Kamikatsu. En 2000 se prohibió la incineración de residuos. Foto: AFP.

No hay recolección de basura en el pueblo japonés de Kamikatsu. Sus 1.500 habitantes se trasladan al vertedero para clasificar pacientemente su basura en 45 categorías. El objetivo final es reciclarlo todo.

"Sí, es complicado", admite Naoko Yokoyama, una vecina de 39 años, en medio de un laberinto de contenedores y cajas en el centro de clasificación. "Pero desde que me mudé aquí hace un año, presto más atención al medio ambiente", dice.

Las categorías abarcan desde almohadas hasta cepillos de dientes, botellas (dependiendo del tipo de vidrio), diferentes envases y objetos metálicos.

Situado en las montañas a 530 kilómetros al suroeste de Tokio, el pueblo de Kamikatsu tiene como objetivo reciclar todo sin enviar nada a los incineradores hacia 2020.

Muchos municipios de Japón exigen clasificar la basura, pero generalmente en un pequeño número de categorías y la mayor parte de los residuos domésticos se incineran.

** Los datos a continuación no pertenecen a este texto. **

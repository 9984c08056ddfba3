//! Gene quality (purity) scoring.

use crate::model::Genome;

/// Dominant-slot contribution when its class matches the genome's.
const DOMINANT_SHARE: f64 = 76.0 / 6.0;

/// Computes the 0–100 purity score of a decoded genome.
///
/// Each of the six parts contributes `76/6` for a class-matching dominant
/// slot, `3` for recessive1 and `1` for recessive2. The sum is rounded to
/// two decimal places; a genome whose every slot matches its class scores
/// exactly `100.00`.
pub fn quality_score(genome: &Genome) -> f64 {
    let mut score = 0.0;
    for (_, part) in genome.parts() {
        if part.dominant.class == genome.class {
            score += DOMINANT_SHARE;
        }
        if part.recessive1.class == genome.class {
            score += 3.0;
        }
        if part.recessive2.class == genome.class {
            score += 1.0;
        }
    }
    (score * 100.0).round() / 100.0
}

Kamikatsu no se destacó hasta que recibió un ultimátum: en el año 2000 se ordenó al municipio que cerrara una de sus dos incineradoras, que no cumplía con las normas de contaminación. “Entonces nos dijimos: si no podemos quemar aquí, reciclemos”, explica una funcionaria de la ciudad, Midori Suga.

El pueblo está cerca de su objetivo, con una tasa de reciclaje del 80% de sus 286 toneladas de residuos producidos en 2017, muy por encima de la media nacional de solo el 20%.

Los habitantes de Kamikatsu no se hacen ilusiones. El sistema “funciona porque solo somos 1.500 personas”, explica Yokoyama, oriunda de Kyoto.

Estilo de vida plástico

“Por supuesto, incinerar es fácil", dijo Saeko Takahashi lavando los cartones de leche y atando sus periódicos. “Pero es mejor reciclar, sino que desperdicio”, agrega. Utiliza un contenedor de abono para las sobras de carne y pescado, y arroja las cáscaras de frutas y verduras directamente a su jardín.

Kazuyuki Kiyohara, de 38 años, gestor del vertedero, señala que el consumo de plástico ha disminuido poco. “Nuestra forma de vida depende del plástico. Los consumidores pueden reducir los residuos hasta cierto punto, pero los fabricantes producen objetos de plástico”.

Las cajas de plástico para comidas que se usan masivamente, el envoltorio plástico de frutas y verduras, las bolsas, las cucharas o pajitas distribuidas por doquier... Japón está lejos de romper con este material.